(Task inputs Opens)

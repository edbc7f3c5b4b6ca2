//! Anti-aliased polygon scanline rasterizer.
//!
//! Contours go in through `move_to`/`line_to` (24.8 fixed point) or
//! [`Rasterizer::add_path`]; coverage comes out one row at a time through
//! [`Rasterizer::sweep_scanline`]. Every contour is implicitly closed.
//!
//! Device coordinates are scaled by 256 (`POLY_SUBPIXEL_SCALE`), not 255,
//! so the low 8 bits are exactly the subpixel fraction and cell indices
//! come from a plain shift.

use crate::basics::{poly_coord, FillingRule, PointD, POLY_SUBPIXEL_SHIFT};
use crate::curves::Flattener;
use crate::path::{Path, Segment};
use crate::rasterizer_cells::Cells;
use crate::scanline::Scanline;

const AA_SHIFT: u32 = 8;
const AA_SCALE: i32 = 1 << AA_SHIFT;
const AA_MASK: i32 = AA_SCALE - 1;
const AA_SCALE2: i32 = AA_SCALE * 2;
const AA_MASK2: i32 = AA_SCALE2 - 1;

#[derive(Debug, Clone, Copy, PartialEq, Eq)]
enum Status {
    Initial,
    MoveTo,
    LineTo,
    Closed,
}

/// Polygon rasterizer with 8-bit coverage output.
///
/// 1. Optionally set the [`FillingRule`] (non-zero by default).
/// 2. Add contours.
/// 3. Call [`rewind_scanlines`](Rasterizer::rewind_scanlines), then
///    [`sweep_scanline`](Rasterizer::sweep_scanline) until it returns
///    `false`.
///
/// Adding a contour after a sweep starts a new pass.
#[derive(Debug, Clone)]
pub struct Rasterizer {
    cells: Cells,
    filling_rule: FillingRule,
    start_x: i32,
    start_y: i32,
    last_x: i32,
    last_y: i32,
    status: Status,
    scan_y: i32,
}

impl Rasterizer {
    pub fn new() -> Self {
        Self {
            cells: Cells::new(),
            filling_rule: FillingRule::NonZero,
            start_x: 0,
            start_y: 0,
            last_x: 0,
            last_y: 0,
            status: Status::Initial,
            scan_y: 0,
        }
    }

    /// Discard all polygon data.
    pub fn reset(&mut self) {
        self.cells.reset();
        self.status = Status::Initial;
    }

    pub fn set_filling_rule(&mut self, rule: FillingRule) {
        self.filling_rule = rule;
    }

    pub fn filling_rule(&self) -> FillingRule {
        self.filling_rule
    }

    // ========================================================================
    // Path building
    // ========================================================================

    /// Close the current contour back to its start point.
    pub fn close_polygon(&mut self) {
        if self.status == Status::LineTo {
            self.cells
                .line(self.last_x, self.last_y, self.start_x, self.start_y);
            self.status = Status::Closed;
        }
    }

    /// Start a new contour at `(x, y)` in 24.8 fixed point.
    pub fn move_to(&mut self, x: i32, y: i32) {
        if self.cells.is_sorted() {
            self.reset();
        }
        self.close_polygon();
        self.start_x = x;
        self.start_y = y;
        self.last_x = x;
        self.last_y = y;
        self.status = Status::MoveTo;
    }

    /// Edge from the current point to `(x, y)` in 24.8 fixed point.
    pub fn line_to(&mut self, x: i32, y: i32) {
        self.cells.line(self.last_x, self.last_y, x, y);
        self.last_x = x;
        self.last_y = y;
        self.status = Status::LineTo;
    }

    pub fn move_to_d(&mut self, x: f64, y: f64) {
        self.move_to(poly_coord(x), poly_coord(y));
    }

    pub fn line_to_d(&mut self, x: f64, y: f64) {
        self.line_to(poly_coord(x), poly_coord(y));
    }

    /// Add every subpath of `path`, mapping each point `p` to the device
    /// pixel `p * scale + (dx, dy)`. Curves are flattened in device space.
    pub fn add_path(&mut self, path: &Path, scale: f64, dx: f64, dy: f64) {
        if self.cells.is_sorted() {
            self.reset();
        }
        let flattener = Flattener::new(1.0);
        let map = |p: crate::basics::Point| {
            PointD::new(p.x as f64 * scale + dx, p.y as f64 * scale + dy)
        };
        let mut last = PointD::new(dx, dy);
        let mut flat = Vec::new();
        for seg in path.segments() {
            match seg {
                Segment::Move(p) => {
                    last = map(p);
                    self.move_to_d(last.x, last.y);
                    continue;
                }
                Segment::Line(p) => {
                    last = map(p);
                    self.line_to_d(last.x, last.y);
                    continue;
                }
                Segment::Quadratic(c, p) => {
                    flat.clear();
                    flattener.quadratic(last, map(c), map(p), &mut flat);
                }
                Segment::Cubic(c1, c2, p) => {
                    flat.clear();
                    flattener.cubic(last, map(c1), map(c2), map(p), &mut flat);
                }
            }
            for q in &flat {
                self.line_to_d(q.x, q.y);
            }
            last = map(seg.end());
        }
    }

    // ========================================================================
    // Bounding box
    // ========================================================================

    pub fn min_x(&self) -> i32 {
        self.cells.min_x()
    }
    pub fn min_y(&self) -> i32 {
        self.cells.min_y()
    }
    pub fn max_x(&self) -> i32 {
        self.cells.max_x()
    }
    pub fn max_y(&self) -> i32 {
        self.cells.max_y()
    }

    // ========================================================================
    // Scanline sweeping
    // ========================================================================

    /// Close the open contour, sort cells and start at the top row.
    /// Returns `false` when there is nothing to draw.
    pub fn rewind_scanlines(&mut self) -> bool {
        self.close_polygon();
        self.cells.sort();
        if self.cells.is_empty() {
            return false;
        }
        self.scan_y = self.cells.min_y();
        true
    }

    /// Coverage from a doubled-area accumulator.
    #[inline]
    pub fn calculate_alpha(&self, area: i32) -> u32 {
        let mut cover = (area >> (POLY_SUBPIXEL_SHIFT * 2 + 1 - AA_SHIFT)).abs();
        if self.filling_rule == FillingRule::EvenOdd {
            cover &= AA_MASK2;
            if cover > AA_SCALE {
                cover = AA_SCALE2 - cover;
            }
        }
        cover.min(AA_MASK) as u32
    }

    /// Emit the next non-empty row into `sl`. Returns `false` once every
    /// row has been produced.
    pub fn sweep_scanline<SL: Scanline>(&mut self, sl: &mut SL) -> bool {
        loop {
            if self.scan_y > self.cells.max_y() {
                return false;
            }
            sl.reset_spans();

            let mut cover = 0;
            let mut row = self.cells.row(self.scan_y).peekable();
            while let Some(first) = row.next() {
                let x = first.x;
                let mut area = first.area;
                cover += first.cover;
                while let Some(c) = row.next_if(|c| c.x == x) {
                    area += c.area;
                    cover += c.cover;
                }

                let mut span_x = x;
                if area != 0 {
                    let alpha = self.calculate_alpha((cover << (POLY_SUBPIXEL_SHIFT + 1)) - area);
                    if alpha != 0 {
                        sl.add_cell(x, alpha);
                    }
                    span_x += 1;
                }

                // Pixels strictly between this cell and the next share the
                // running winding number.
                if let Some(next) = row.peek() {
                    if next.x > span_x {
                        let alpha = self.calculate_alpha(cover << (POLY_SUBPIXEL_SHIFT + 1));
                        if alpha != 0 {
                            sl.add_span(span_x, (next.x - span_x) as u32, alpha);
                        }
                    }
                }
            }

            if sl.num_spans() > 0 {
                break;
            }
            self.scan_y += 1;
        }
        sl.finalize(self.scan_y);
        self.scan_y += 1;
        true
    }
}

impl Default for Rasterizer {
    fn default() -> Self {
        Self::new()
    }
}

// ============================================================================
// Tests
// ============================================================================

(Task inputs Closes)

What you have to do: From the records above, extract exactly and only the lines that begin at the line with "cover += first.cover;" and stop after the line with "if let Some(next)".

Problem solution:
                cover += first.cover;
                while let Some(c) = row.next_if(|c| c.x == x) {
                    area += c.area;
                    cover += c.cover;
                }

                let mut span_x = x;
                if area != 0 {
                    let alpha = self.calculate_alpha((cover << (POLY_SUBPIXEL_SHIFT + 1)) - area);
                    if alpha != 0 {
                        sl.add_cell(x, alpha);
                    }
                    span_x += 1;
                }

                // Pixels strictly between this cell and the next share the
                // running winding number.
                if let Some(next) = row.peek() {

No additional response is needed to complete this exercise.